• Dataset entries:
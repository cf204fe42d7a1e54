//! HTTP client for the Mockflow API.
//!
//! Each trigger spawns a background thread that performs a blocking request
//! and pushes the outcome onto a channel; the app drains the channel once
//! per frame. Requests are fire-and-forget: no cancellation, no timeout
//! beyond the client default, no deduplication if re-triggered.

use std::sync::atomic::{AtomicUsize, Ordering};
use std::sync::mpsc::{channel, Receiver, Sender};
use std::sync::Arc;
use std::thread;

use serde::Deserialize;
use serde_json::Value;
use thiserror::Error;

use mockflow_core::{FlowGraphNode, MockConfiguration};

/// Errors a request can produce.
#[derive(Debug, Error)]
pub enum ClientError {
    /// Transport-level failure (connection refused, DNS, ...).
    #[error("network error: {0}")]
    Network(#[from] reqwest::Error),
    /// The server answered with a non-success status.
    #[error("HTTP {0}")]
    Status(reqwest::StatusCode),
}

/// Acknowledgment payload from `POST /configuration`.
#[derive(Debug, Clone, Deserialize)]
pub struct SaveAck {
    /// Whether the configuration was stored.
    pub saved: bool,
}

/// Result of a background fetch, delivered through the event channel.
#[derive(Debug)]
pub enum FetchEvent {
    /// Outcome of `GET /graph`.
    Graph(Result<Vec<FlowGraphNode>, ClientError>),
    /// Outcome of `GET /dependencies?flow=..`. Kept as a raw JSON value so
    /// the view can degrade malformed shapes instead of hard-failing.
    Dependencies(Result<Value, ClientError>),
    /// Outcome of `GET /configuration?flow=..`.
    Configuration(Result<MockConfiguration, ClientError>),
    /// Outcome of `POST /configuration`.
    Save(Result<SaveAck, ClientError>),
}

/// Client for the Mockflow API, polled by the app each frame.
pub struct ApiClient {
    base_url: String,
    flow: String,
    http: reqwest::blocking::Client,
    tx: Sender<FetchEvent>,
    rx: Receiver<FetchEvent>,
    in_flight: Arc<AtomicUsize>,
}

impl ApiClient {
    /// Create a client for the given server base URL and flow name.
    pub fn new(base_url: impl Into<String>, flow: impl Into<String>) -> Self {
        let (tx, rx) = channel();
        Self {
            base_url: base_url.into().trim_end_matches('/').to_string(),
            flow: flow.into(),
            http: reqwest::blocking::Client::new(),
            tx,
            rx,
            in_flight: Arc::new(AtomicUsize::new(0)),
        }
    }

    /// The flow this client is scoped to.
    pub fn flow(&self) -> &str {
        &self.flow
    }

    /// Whether any request is still in flight.
    pub fn is_loading(&self) -> bool {
        self.in_flight.load(Ordering::Relaxed) > 0
    }

    /// Drain all events delivered since the last poll.
    pub fn poll(&self) -> Vec<FetchEvent> {
        self.rx.try_iter().collect()
    }

    /// Fetch the dependency graph.
    pub fn trigger_graph(&self) {
        let url = format!("{}/graph", self.base_url);
        self.spawn(move |http| FetchEvent::Graph(get_json(http, &url)));
    }

    /// Fetch the dependency list for the flow.
    pub fn trigger_dependencies(&self) {
        let url = format!("{}/dependencies", self.base_url);
        let flow = self.flow.clone();
        self.spawn(move |http| FetchEvent::Dependencies(get_json_for_flow(http, &url, &flow)));
    }

    /// Fetch the stored configuration for the flow.
    pub fn trigger_configuration(&self) {
        let url = format!("{}/configuration", self.base_url);
        let flow = self.flow.clone();
        self.spawn(move |http| FetchEvent::Configuration(get_json_for_flow(http, &url, &flow)));
    }

    /// Persist a configuration snapshot.
    pub fn trigger_save(&self, snapshot: MockConfiguration) {
        let url = format!("{}/configuration", self.base_url);
        self.spawn(move |http| FetchEvent::Save(post_json(http, &url, &snapshot)));
    }

    fn spawn<F>(&self, request: F)
    where
        F: FnOnce(&reqwest::blocking::Client) -> FetchEvent + Send + 'static,
    {
        let http = self.http.clone();
        let tx = self.tx.clone();
        let in_flight = Arc::clone(&self.in_flight);

        in_flight.fetch_add(1, Ordering::Relaxed);
        thread::spawn(move || {
            let event = request(&http);
            // The receiver only disappears when the app shuts down. Send
            // before decrementing: once `is_loading()` reads false, the
            // event must already be in the channel.
            let _ = tx.send(event);
            in_flight.fetch_sub(1, Ordering::Relaxed);
        });
    }
}

fn get_json<T: serde::de::DeserializeOwned>(
    http: &reqwest::blocking::Client,
    url: &str,
) -> Result<T, ClientError> {
    let response = http.get(url).send()?;
    let status = response.status();
    if !status.is_success() {
        return Err(ClientError::Status(status));
    }
    Ok(response.json()?)
}

/// Build a flow-scoped GET; the flow name goes through `query` so it is
/// percent-encoded instead of pasted into the URL.
fn flow_scoped_get(
    http: &reqwest::blocking::Client,
    url: &str,
    flow: &str,
) -> reqwest::blocking::RequestBuilder {
    http.get(url).query(&[("flow", flow)])
}

fn get_json_for_flow<T: serde::de::DeserializeOwned>(
    http: &reqwest::blocking::Client,
    url: &str,
    flow: &str,
) -> Result<T, ClientError> {
    let response = flow_scoped_get(http, url, flow).send()?;
    let status = response.status();
    if !status.is_success() {
        return Err(ClientError::Status(status));
    }
    Ok(response.json()?)
}

fn post_json<B: serde::Serialize, T: serde::de::DeserializeOwned>(
    http: &reqwest::blocking::Client,
    url: &str,
    body: &B,
) -> Result<T, ClientError> {
    let response = http.post(url).json(body).send()?;
    let status = response.status();
    if !status.is_success() {
        return Err(ClientError::Status(status));
    }
    Ok(response.json()?)
}

#[cfg(test)]
mod tests {
    use super::*;
    use std::time::{Duration, Instant};

    #[test]
    fn flow_name_is_percent_encoded_in_query() {
        let http = reqwest::blocking::Client::new();

        let request = flow_scoped_get(&http, "http://localhost:4000/dependencies", "a b&c")
            .build()
            .unwrap();

        assert_eq!(request.url().query(), Some("flow=a+b%26c"));
    }

    #[test]
    fn event_is_delivered_before_loading_flag_clears() {
        // Nothing listens on port 1, so the request fails fast; the point
        // is the ordering guarantee, not the outcome.
        let client = ApiClient::new("http://127.0.0.1:1", "checkout");
        client.trigger_graph();

        let deadline = Instant::now() + Duration::from_secs(10);
        while client.is_loading() {
            assert!(Instant::now() < deadline, "request never settled");
            std::thread::sleep(Duration::from_millis(10));
        }

        // Once is_loading() reads false the event must already be queued.
        let events = client.poll();
        assert_eq!(events.len(), 1);
        assert!(matches!(events[0], FetchEvent::Graph(Err(_))));
    }
}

• YOUR ASSIGNMENT:
Quote exactly the stretch of lines above that starts at the first one and ends at the line with "use std::thread;", and nothing beyond it.

• SOLUTION TO THIS PROBLEM:
repository cf204fe42d7a1e54
//! HTTP client for the Mockflow API.
//!
//! Each trigger spawns a background thread that performs a blocking request
//! and pushes the outcome onto a channel; the app drains the channel once
//! per frame. Requests are fire-and-forget: no cancellation, no timeout
//! beyond the client default, no deduplication if re-triggered.

use std::sync::atomic::{AtomicUsize, Ordering};
use std::sync::mpsc::{channel, Receiver, Sender};
use std::sync::Arc;
use std::thread;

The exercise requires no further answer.